#### [Your task]
Search the entries below for "IOError" and copy each matching line.

#### [Source material]
——

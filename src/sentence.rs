use super::morph_parse::MorphParse;

/// A surface token with its candidate parses, best first once disambiguated.
#[derive(Clone, Debug, PartialEq, Eq)]
pub struct Token {
  pub surface: String,
  pub parses: Vec<MorphParse>,
}

impl Token {
  pub fn new<S: Into<String>>(surface: S, parses: Vec<MorphParse>) -> Token {
    Token {
      surface: surface.into(),
      parses,
    }
  }
  pub fn best_parse(&self) -> Option<&MorphParse> {
    self.parses.first()
  }
  pub fn is_ambiguous(&self) -> bool {
    self.parses.len() > 1
  }
}

#[derive(Clone, Debug, Default, PartialEq, Eq)]
pub struct SentenceParse {
  pub sentence: String,
  tokens: Vec<Token>,
}

impl SentenceParse {
  pub fn new<S: Into<String>>(sentence: S, tokens: Vec<Token>) -> SentenceParse {
    SentenceParse {
      sentence: sentence.into(),
      tokens,
    }
  }
  pub fn len(&self) -> usize {
    self.tokens.len()
  }
  pub fn is_empty(&self) -> bool {
    self.tokens.is_empty()
  }
  pub fn get(&self, index: usize) -> Option<&Token> {
    self.tokens.get(index)
  }
  pub fn iter(&self) -> std::slice::Iter<'_, Token> {
    self.tokens.iter()
  }
  pub fn ambiguous_count(&self) -> usize {
    self.tokens.iter().filter(|t| t.is_ambiguous()).count()
  }
}

impl<'a> IntoIterator for &'a SentenceParse {
  type Item = &'a Token;
  type IntoIter = std::slice::Iter<'a, Token>;

  fn into_iter(self) -> Self::IntoIter {
    self.tokens.iter()
  }
}
use log::{debug, log_enabled, Level};

use super::morph_parse::MorphParse;
use super::sentence::{SentenceParse, Token};
use super::transition::{State, TransitionMatrix};

pub trait Disambiguate: Send + Sync {
  /// Returns a copy of `sentence` whose parse lists are ranked best first.
  /// No parse is ever removed.
  fn disambiguate(&self, sentence: &SentenceParse) -> SentenceParse;
}

#[derive(Clone, Copy, Debug)]
struct ViterbiNode {
  state: State,
  total_cost: i64,
  best_previous_node: Option<usize>,
}

/// First order Markov model over part of speech tags, decoded with Viterbi.
#[derive(Debug, Default)]
pub struct MarkovDisambiguator {
  transitions: TransitionMatrix,
}

impl MarkovDisambiguator {
  pub fn new(transitions: TransitionMatrix) -> MarkovDisambiguator {
    MarkovDisambiguator { transitions }
  }
  fn connect_node(&self, previous: &[ViterbiNode], state: State, cost: i64) -> ViterbiNode {
    let mut node = ViterbiNode {
      state,
      total_cost: i64::max_value(),
      best_previous_node: None,
    };
    for (index, l_node) in previous.iter().enumerate() {
      let connect_cost = self.transitions.get_cost(l_node.state, state) as i64;
      let total_cost = l_node.total_cost + connect_cost;
      // strict comparison: the earlier candidate wins a tie
      if total_cost < node.total_cost {
        node.total_cost = total_cost;
        node.best_previous_node = Some(index);
      }
    }
    node.total_cost += cost;
    node
  }
  /// Index of the chosen parse for every token, `None` for tokens without parses.
  pub fn get_best_path(&self, sentence: &SentenceParse) -> Vec<Option<usize>> {
    let bos_node = ViterbiNode {
      state: State::Bos,
      total_cost: 0,
      best_previous_node: None,
    };
    let mut columns: Vec<(usize, Vec<ViterbiNode>)> = vec![];
    for (token_index, token) in sentence.iter().enumerate() {
      if token.parses.is_empty() {
        continue;
      }
      let column: Vec<ViterbiNode> = {
        let previous = columns
          .last()
          .map(|(_, nodes)| nodes.as_slice())
          .unwrap_or_else(|| std::slice::from_ref(&bos_node));
        token
          .parses
          .iter()
          .map(|parse| {
            self.connect_node(previous, State::Pos(parse.primary_pos), parse.cost as i64)
          })
          .collect()
      };
      columns.push((token_index, column));
    }

    let mut path = vec![None; sentence.len()];
    let last = match columns.last() {
      Some((_, nodes)) => nodes,
      None => return path,
    };
    let eos_node = self.connect_node(last, State::Eos, 0);
    let mut node = eos_node.best_previous_node;
    for (token_index, nodes) in columns.iter().rev() {
      let index = match node {
        Some(index) => index,
        None => break,
      };
      path[*token_index] = Some(index);
      node = nodes[index].best_previous_node;
    }
    debug!("best path cost {}", eos_node.total_cost);
    path
  }
}

impl Disambiguate for MarkovDisambiguator {
  fn disambiguate(&self, sentence: &SentenceParse) -> SentenceParse {
    let path = self.get_best_path(sentence);
    let tokens: Vec<Token> = sentence
      .iter()
      .zip(path)
      .map(|(token, best)| Token::new(token.surface.as_str(), rank(&token.parses, best)))
      .collect();
    log_path(&tokens);
    SentenceParse::new(sentence.sentence.as_str(), tokens)
  }
}

fn rank(parses: &[MorphParse], best: Option<usize>) -> Vec<MorphParse> {
  let best = match best {
    Some(best) if best < parses.len() => best,
    _ => return parses.to_vec(),
  };
  let mut rest: Vec<MorphParse> = parses
    .iter()
    .enumerate()
    .filter(|(i, _)| *i != best)
    .map(|(_, p)| p.clone())
    .collect();
  rest.sort_by_key(|p| p.cost);
  let mut ranked = Vec::with_capacity(parses.len());
  ranked.push(parses[best].clone());
  ranked.extend(rest);
  ranked
}

fn log_path(tokens: &[Token]) {
  if !log_enabled!(Level::Debug) {
    return;
  }
  for (i, token) in tokens.iter().enumerate() {
    if let Some(parse) = token.best_parse() {
      debug!(
        "{}: {} {} {} ({} candidates)",
        i,
        token.surface,
        parse.lemma,
        parse.primary_pos,
        token.parses.len()
      );
    }
  }
}

#[cfg(test)]
mod tests {
  use super::*;
  use crate::pos::PrimaryPos;

  fn parse(lemma: &str, pos: PrimaryPos, surface: &str, cost: i32) -> MorphParse {
    MorphParse::new(lemma, pos, surface, cost)
  }

  fn build_disambiguator() -> MarkovDisambiguator {
    let mut transitions = TransitionMatrix::default();
    transitions
      .read_from(
        "* * 100\nAdj Noun 10\nAdv Verb 10\nDet Noun 5\nNoun Verb 20\n".as_bytes(),
      )
      .unwrap();
    MarkovDisambiguator::new(transitions)
  }

  #[test]
  fn test_context_selects_parse() {
    let disambiguator = build_disambiguator();
    let guzel = vec![
      parse("güzel", PrimaryPos::Adverb, "güzel", 0),
      parse("güzel", PrimaryPos::Adjective, "güzel", 0),
    ];
    let before_noun = SentenceParse::new(
      "güzel ev",
      vec![
        Token::new("güzel", guzel.clone()),
        Token::new("ev", vec![parse("ev", PrimaryPos::Noun, "ev", 0)]),
      ],
    );
    let ranked = disambiguator.disambiguate(&before_noun);
    assert_eq!(
      PrimaryPos::Adjective,
      ranked.get(0).unwrap().best_parse().unwrap().primary_pos
    );
    assert_eq!(2, ranked.get(0).unwrap().parses.len());

    let before_verb = SentenceParse::new(
      "güzel gitti",
      vec![
        Token::new("güzel", guzel),
        Token::new("gitti", vec![parse("git", PrimaryPos::Verb, "gitti", 0)]),
      ],
    );
    let ranked = disambiguator.disambiguate(&before_verb);
    assert_eq!(
      PrimaryPos::Adverb,
      ranked.get(0).unwrap().best_parse().unwrap().primary_pos
    );
  }

  #[test]
  fn test_tie_keeps_first_candidate() {
    let disambiguator = MarkovDisambiguator::default();
    let sentence = SentenceParse::new(
      "yüz",
      vec![Token::new(
        "yüz",
        vec![
          parse("yüz", PrimaryPos::Numeral, "yüz", 0),
          parse("yüz", PrimaryPos::Noun, "yüz", 0),
          parse("yüz", PrimaryPos::Verb, "yüz", 0),
        ],
      )],
    );
    let ranked = disambiguator.disambiguate(&sentence);
    let pos: Vec<PrimaryPos> = ranked
      .get(0)
      .unwrap()
      .parses
      .iter()
      .map(|p| p.primary_pos)
      .collect();
    assert_eq!(
      vec![PrimaryPos::Numeral, PrimaryPos::Noun, PrimaryPos::Verb],
      pos
    );
  }

  #[test]
  fn test_remaining_parses_sorted_by_cost() {
    let disambiguator = MarkovDisambiguator::default();
    let sentence = SentenceParse::new(
      "bir",
      vec![Token::new(
        "bir",
        vec![
          parse("bir", PrimaryPos::Adverb, "bir", 30),
          parse("bir", PrimaryPos::Numeral, "bir", 1),
          parse("bir", PrimaryPos::Determiner, "bir", 10),
        ],
      )],
    );
    let ranked = disambiguator.disambiguate(&sentence);
    let costs: Vec<i32> = ranked.get(0).unwrap().parses.iter().map(|p| p.cost).collect();
    assert_eq!(vec![1, 10, 30], costs);
  }

  #[test]
  fn test_tokens_without_parses_pass_through() {
    let disambiguator = build_disambiguator();
    let sentence = SentenceParse::new(
      "bu ev",
      vec![
        Token::new(
          "bu",
          vec![
            parse("bu", PrimaryPos::Pronoun, "bu", 0),
            parse("bu", PrimaryPos::Determiner, "bu", 0),
          ],
        ),
        Token::new("", vec![]),
        Token::new("ev", vec![parse("ev", PrimaryPos::Noun, "ev", 0)]),
      ],
    );
    let path = disambiguator.get_best_path(&sentence);
    assert_eq!(vec![Some(1), None, Some(0)], path);
    let ranked = disambiguator.disambiguate(&sentence);
    assert_eq!(3, ranked.len());
    assert!(ranked.get(1).unwrap().parses.is_empty());
    assert_eq!(
      PrimaryPos::Determiner,
      ranked.get(0).unwrap().best_parse().unwrap().primary_pos
    );
  }

  #[test]
  fn test_input_is_not_mutated() {
    let disambiguator = build_disambiguator();
    let sentence = SentenceParse::new(
      "güzel ev",
      vec![
        Token::new(
          "güzel",
          vec![
            parse("güzel", PrimaryPos::Adverb, "güzel", 0),
            parse("güzel", PrimaryPos::Adjective, "güzel", 0),
          ],
        ),
        Token::new("ev", vec![parse("ev", PrimaryPos::Noun, "ev", 0)]),
      ],
    );
    let before = sentence.clone();
    let ranked = disambiguator.disambiguate(&sentence);
    assert_eq!(before, sentence);
    assert_ne!(sentence, ranked);
  }

  #[test]
  fn test_empty_sentence() {
    let disambiguator = MarkovDisambiguator::default();
    let sentence = SentenceParse::new("", vec![]);
    assert!(disambiguator.get_best_path(&sentence).is_empty());
    assert!(disambiguator.disambiguate(&sentence).is_empty());
  }
}
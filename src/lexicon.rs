use std::collections::HashMap;
use std::fs::File;
use std::io::{Error as IOError, Read};
use std::num::ParseIntError;
use std::path::Path;

use log::{debug, error};
use thiserror::Error;
use unicode_normalization::UnicodeNormalization;

use super::pos::PrimaryPos;

const MIN_COLS_NUM: usize = 3;
const MAX_COLS_NUM: usize = 4;

#[derive(Clone, Debug, PartialEq, Eq)]
pub struct LexiconEntry {
  pub lemma: String,
  pub pos: PrimaryPos,
  pub cost: i32,
}

#[derive(Error, Debug)]
pub enum LexiconErr {
  #[error("invalid format at line {0}")]
  InvalidFormatErr(u64),
  #[error("{1} is invalid part of speech at line {0}")]
  InvalidPosErr(u64, String),
  #[error("{0}")]
  ParseIntError(#[from] ParseIntError),
  #[error("{0}")]
  CSVError(#[from] csv::Error),
  #[error("{0}")]
  IOError(#[from] IOError),
}

/// Surface forms, NFC normalized and case folded, mapped to their possible analyses in file order.
#[derive(Debug, Default)]
pub struct Lexicon {
  entries: HashMap<String, Vec<LexiconEntry>>,
  size: usize,
}

impl Lexicon {
  pub fn read_lexicon<P: AsRef<Path>>(&mut self, path: P) -> Result<&Self, LexiconErr> {
    let path = path.as_ref();
    debug!("reading lexicon {}", path.display());
    match self.read_from(File::open(path)?) {
      Ok(lexicon) => Ok(lexicon),
      Err(e) => {
        error!("{} in {}", e, path.display());
        Err(e)
      }
    }
  }
  pub fn read_from<R: Read>(&mut self, reader: R) -> Result<&Self, LexiconErr> {
    let mut reader = csv::ReaderBuilder::new()
      .has_headers(false)
      .comment(Some(b'#'))
      .flexible(true)
      .trim(csv::Trim::All)
      .from_reader(reader);
    for record in reader.records() {
      let record = record?;
      let line = record.position().map(|p| p.line()).unwrap_or(0);
      if record.len() < MIN_COLS_NUM || record.len() > MAX_COLS_NUM || record[0].is_empty() {
        return Err(LexiconErr::InvalidFormatErr(line));
      }
      let pos = record[2]
        .parse::<PrimaryPos>()
        .map_err(|_| LexiconErr::InvalidPosErr(line, record[2].to_string()))?;
      let cost = match record.get(3) {
        Some(c) if !c.is_empty() => c.parse::<i32>()?,
        _ => 0,
      };
      let lemma = if record[1].is_empty() {
        record[0].to_string()
      } else {
        record[1].to_string()
      };
      self.add(&record[0], LexiconEntry { lemma, pos, cost });
    }
    Ok(self)
  }
  pub fn add(&mut self, surface: &str, entry: LexiconEntry) {
    let candidates = self
      .entries
      .entry(lookup_key(surface))
      .or_insert_with(Vec::new);
    if candidates
      .iter()
      .any(|c| c.lemma == entry.lemma && c.pos == entry.pos)
    {
      return;
    }
    candidates.push(entry);
    self.size += 1;
  }
  pub fn lookup(&self, surface: &str) -> &[LexiconEntry] {
    self
      .entries
      .get(&lookup_key(surface))
      .map(|v| v.as_slice())
      .unwrap_or(&[])
  }
  pub fn len(&self) -> usize {
    self.size
  }
  pub fn is_empty(&self) -> bool {
    self.size == 0
  }
}

fn lookup_key(surface: &str) -> String {
  turkish_lowercase(&surface.nfc().collect::<String>())
}

/// Lowercases with the Turkish dotted/dotless i rules.
pub fn turkish_lowercase(s: &str) -> String {
  let mut lower = String::with_capacity(s.len());
  for c in s.chars() {
    match c {
      'I' => lower.push('ı'),
      'İ' => lower.push('i'),
      _ => lower.extend(c.to_lowercase()),
    }
  }
  lower
}
//! Router configuration
//!
//! The topology is described in JSON:
//!
//! ```json
//! {
//!   "slots": 4096,
//!   "schemas": [
//!     { "database": "sbtest",
//!       "tables": [
//!         { "name": "A", "kind": "sharded", "shard_key": "id",
//!           "partitions": [ { "backend": "backend1", "suffix": "1", "segment": "0-32" } ] }
//!       ] }
//!   ]
//! }
//! ```

use std::path::Path;

use serde::{Deserialize, Serialize};

use crate::router::error::{RouterError, RouterResult};
use crate::router::hash::DEFAULT_SLOTS;

/// How a table is laid out across backends
#[derive(Debug, Clone, Copy, PartialEq, Eq, Serialize, Deserialize)]
#[serde(rename_all = "lowercase")]
pub enum TableKind {
    /// Lives whole on one backend
    Single,
    /// Fully replicated to every listed backend
    Global,
    /// Split by hash slot of the shard key
    Sharded,
}

/// One partition of a table
#[derive(Debug, Clone, PartialEq, Eq, Serialize, Deserialize)]
pub struct PartitionConfig {
    /// Backend hosting the partition
    pub backend: String,
    /// Appended to the logical table name to form the physical one
    #[serde(default)]
    pub suffix: String,
    /// Slot segment `"start-end"`, sharded tables only
    #[serde(default, skip_serializing_if = "Option::is_none")]
    pub segment: Option<String>,
}

/// One logical table
#[derive(Debug, Clone, PartialEq, Eq, Serialize, Deserialize)]
pub struct TableConfig {
    pub name: String,
    pub kind: TableKind,
    #[serde(default, skip_serializing_if = "Option::is_none")]
    pub shard_key: Option<String>,
    pub partitions: Vec<PartitionConfig>,
}

/// Tables of one logical database
#[derive(Debug, Clone, PartialEq, Eq, Serialize, Deserialize)]
pub struct SchemaConfig {
    pub database: String,
    #[serde(default)]
    pub tables: Vec<TableConfig>,
}

/// Whole router topology
#[derive(Debug, Clone, PartialEq, Eq, Serialize, Deserialize)]
pub struct RouterConfig {
    #[serde(default = "default_slots")]
    pub slots: u32,
    #[serde(default)]
    pub schemas: Vec<SchemaConfig>,
}

fn default_slots() -> u32 {
    DEFAULT_SLOTS
}

impl Default for RouterConfig {
    fn default() -> Self {
        Self {
            slots: DEFAULT_SLOTS,
            schemas: Vec::new(),
        }
    }
}

impl RouterConfig {
    /// Load a config from a JSON file
    pub fn load(path: &Path) -> RouterResult<Self> {
        let content = std::fs::read_to_string(path)
            .map_err(|e| RouterError::Io(format!("{}: {}", path.display(), e)))?;
        Self::from_json(&content)
    }

    /// Parse a config from JSON text
    pub fn from_json(content: &str) -> RouterResult<Self> {
        serde_json::from_str(content).map_err(|e| RouterError::Parse(e.to_string()))
    }

    /// Render as pretty JSON
    pub fn to_json(&self) -> RouterResult<String> {
        serde_json::to_string_pretty(self).map_err(|e| RouterError::Parse(e.to_string()))
    }
}
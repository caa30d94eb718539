//! Statement planner
//!
//! Turns parsed statements into plans: one rewritten statement per backend
//! partition the statement has to reach.
//!
//! ## Pipeline
//!
//! ```text
//! SQL text
//!   → Parser::parse_delete() → DeleteStatement
//!   → DeletePlan::new() → PlanTree::add()
//!   → PlanTree::build() → Vec<Partition> per plan
//! ```
//!
//! ## Example
//!
//! ```
//! use shardplan::planner::{DeletePlan, PlanTree};
//! use shardplan::router::mock::mock_router;
//! use shardplan::sql::Parser;
//!
//! let router = mock_router("sbtest");
//! let sql = "delete from A where id = 1";
//! let stmt = Parser::parse_delete(sql).unwrap();
//!
//! let mut tree = PlanTree::new();
//! tree.add(DeletePlan::new("sbtest", sql, &stmt, &router)).unwrap();
//! tree.build().unwrap();
//! assert_eq!(tree.plans()[0].partitions()[0].backend, "backend6");
//! ```

pub mod delete;
pub mod error;
pub mod plan;
pub mod tree;

pub use delete::DeletePlan;
pub use error::{PlannerError, PlannerResult};
pub use plan::{Partition, Plan, PlanState, PlanType};
pub use tree::PlanTree;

——

#### [Your solution]
use std::io::{Error as IOError, Read};
  IOError(#[from] IOError),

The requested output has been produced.